The ship’s large wake rocks the boats and barges moored at the bank. Meili stares at the white clouds sliding across the blue-green water, and the spray hovering above the wake’s splashing waves. Time seems to slow down. She looks up at the river town and through the corner of her eye sees the cruise ship slip away. Beyond it, where the river becomes enclosed by two bulging precipices, a small raft appears to sway towards a place beyond river and sky.
What am I doing, lazing in the sun like an old woman? she says to herself, then remembers that this morning she must go into town to buy mosquito coils and fresh vegetables. It’s her third wedding anniversary today. Kongzi has given her a pair of kitten-heeled shoes as a present, and she’s eager to try them out. They’ve been away for almost three months now, and this evening she wants the three of them to enjoy a celebratory meal. Although the barge hotel is foul-smelling and shabby, there’s a television in the meeting room, which Nannan is happy to watch for hours, so the days go pleasantly by. Meili also wants to phone her brother, who’s working in a coal mine with her father fifty kilometres from Nuwa, and tell him to go home and assure her mother that all is well. As it’s the second week of May, he’ll need to spray the sesame plants with insecticide. Her grandmother is eighty years old and too frail to help in the fields.
‘Me want jump in river, Mummy!’ Nannan cries, rushing out onto the deck and stepping onto the lower railing. ‘Me want see King Crab’s palace.’
‘Get down!’ Meili cries. ‘That palace only exists in the television – it’s not real.’
‘It is real! Me saw it. It has ice cream and big bed.’ Nannan is wearing a long green dress, and has her hair in two small bunches.
‘Come on, let’s go and buy some vegetables,’ says Meili. She pulls a pair of socks over her nylon tights, steps into her kitten-heeled shoes, grabs Nannan’s hand and leads her across the gangplank. As soon as her feet tread onto the bank, her muscles tense with apprehension. ‘Remember, if anyone asks you whether your mum is pregnant, just shake your head. Do you hear me? Don’t babble a load of nonsense like you usually do, or the family planning officers will give you a nasty injection.’ Meili thinks of her primary-school friend Rongrong who was the prettiest girl in the class. Two years ago, she went to hide up in a mountain hut to give birth to an unauthorised child, but when her baby boy was just two weeks old, three family planning officers tracked her down and gang-raped her. She only narrowly escaped with her life, and still has to take herbal medicine for the pelvic disease she contracted.

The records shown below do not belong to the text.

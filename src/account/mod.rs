//! Account records and the exclusive-access store.

pub mod model;
pub mod store;

pub use model::Account;
pub use store::{AccountLockSet, AccountStore};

‘Shh!’ Nannan says, pointing to Meili’s mouth. ‘Give me hot hat!’
Meili pulls a yellow sun hat from her bag and claps it on Nannan’s head.
‘Hurray!’ Nannan cries. ‘Let’s go!’
They ascend the steep stairs to the old town and stroll through the street market. The air reeks of fish. Everyone is shouting. Meili sees dozens of silver carp writhing in the shallow water of a polystyrene box, waiting to be pulled out, slit open and gutted. Bright green mustard tubers and pungent-smelling preserved sprouts lie scattered on the wooden counter above. The stallholder reaches into a large bucket and pulls out the black, mottled tail of a giant salamander. ‘Fancy this wawa fish? I caught it today. It makes wonderful fish stew. Just the thing for pregnant women.’

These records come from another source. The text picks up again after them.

//! Transfer result types returned to callers.
//!
//! A business failure (insufficient funds) is data, not control flow: it is
//! carried here as `Outcome::Failure`, never thrown across the coordinator
//! boundary.

use chrono::{DateTime, Utc};
use rust_decimal::Decimal;
use serde::{Deserialize, Serialize};

#[derive(Debug, Clone, Copy, PartialEq, Eq, Serialize, Deserialize)]
pub enum TransferOutcome {
    Success,
    Failure,
    AlreadyProcessed,
}

impl TransferOutcome {
    pub fn as_str(&self) -> &'static str {
        match self {
            TransferOutcome::Success => "SUCCESS",
            TransferOutcome::Failure => "FAILURE",
            TransferOutcome::AlreadyProcessed => "ALREADY_PROCESSED",
        }
    }
}

/// Constructed once per `apply_transfer` call, never mutated.
#[derive(Debug, Clone, Serialize, Deserialize)]
pub struct TransferResult {
    pub transfer_id: String,
    pub outcome: TransferOutcome,
    pub message: String,
    pub from_balance_after: Option<Decimal>,
    pub to_balance_after: Option<Decimal>,
    pub timestamp: DateTime<Utc>,
}

impl TransferResult {
    pub fn success(transfer_id: &str, from_balance: Decimal, to_balance: Decimal) -> Self {
        Self {
            transfer_id: transfer_id.to_string(),
            outcome: TransferOutcome::Success,
            message: "Transfer completed successfully".to_string(),
            from_balance_after: Some(from_balance),
            to_balance_after: Some(to_balance),
            timestamp: Utc::now(),
        }
    }

    pub fn failure(transfer_id: &str, message: String) -> Self {
        Self {
            transfer_id: transfer_id.to_string(),
            outcome: TransferOutcome::Failure,
            message,
            from_balance_after: None,
            to_balance_after: None,
            timestamp: Utc::now(),
        }
    }

    pub fn already_processed(
        transfer_id: &str,
        from_balance: Decimal,
        to_balance: Decimal,
    ) -> Self {
        Self {
            transfer_id: transfer_id.to_string(),
            outcome: TransferOutcome::AlreadyProcessed,
            message: "Transfer already processed".to_string(),
            from_balance_after: Some(from_balance),
            to_balance_after: Some(to_balance),
            timestamp: Utc::now(),
        }
    }

    pub fn is_success(&self) -> bool {
        self.outcome == TransferOutcome::Success
    }
}

#[cfg(test)]
mod tests {
    use super::*;

    fn dec(cents: i64) -> Decimal {
        Decimal::new(cents, 2)
    }

    #[test]
    fn test_success_carries_balances() {
        let result = TransferResult::success("T1", dec(90_000), dec(60_000));
        assert!(result.is_success());
        assert_eq!(result.from_balance_after, Some(dec(90_000)));
        assert_eq!(result.to_balance_after, Some(dec(60_000)));
    }

    #[test]
    fn test_failure_has_no_balances() {
        let result = TransferResult::failure("T1", "Insufficient funds".to_string());
        assert_eq!(result.outcome, TransferOutcome::Failure);
        assert!(result.from_balance_after.is_none());
        assert!(result.to_balance_after.is_none());
        assert!(result.message.contains("Insufficient funds"));
    }

    #[test]
    fn test_serializes_to_json() {
        let result = TransferResult::already_processed("T1", dec(100), dec(200));
        let json = serde_json::to_string(&result).unwrap();
        assert!(json.contains("\"AlreadyProcessed\""));
        assert!(json.contains("\"T1\""));
    }
}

Fish stew would be nice, Meili thinks to herself. A bit of garlic to bring out the flavour. But that creature would cost at least eight yuan. Too expensive. She remembers the wedding feast she attended last Spring Festival. The steamed fish were still alive when they were served to the guests. Displayed on the centre of each table were two roast chickens, the male mounted on the female, mimicking the position the married couple would adopt later that night. She hasn’t been able to eat chicken since.
‘I want wawa fish, Mum,’ Nannan says, looking down at the wriggling black tail.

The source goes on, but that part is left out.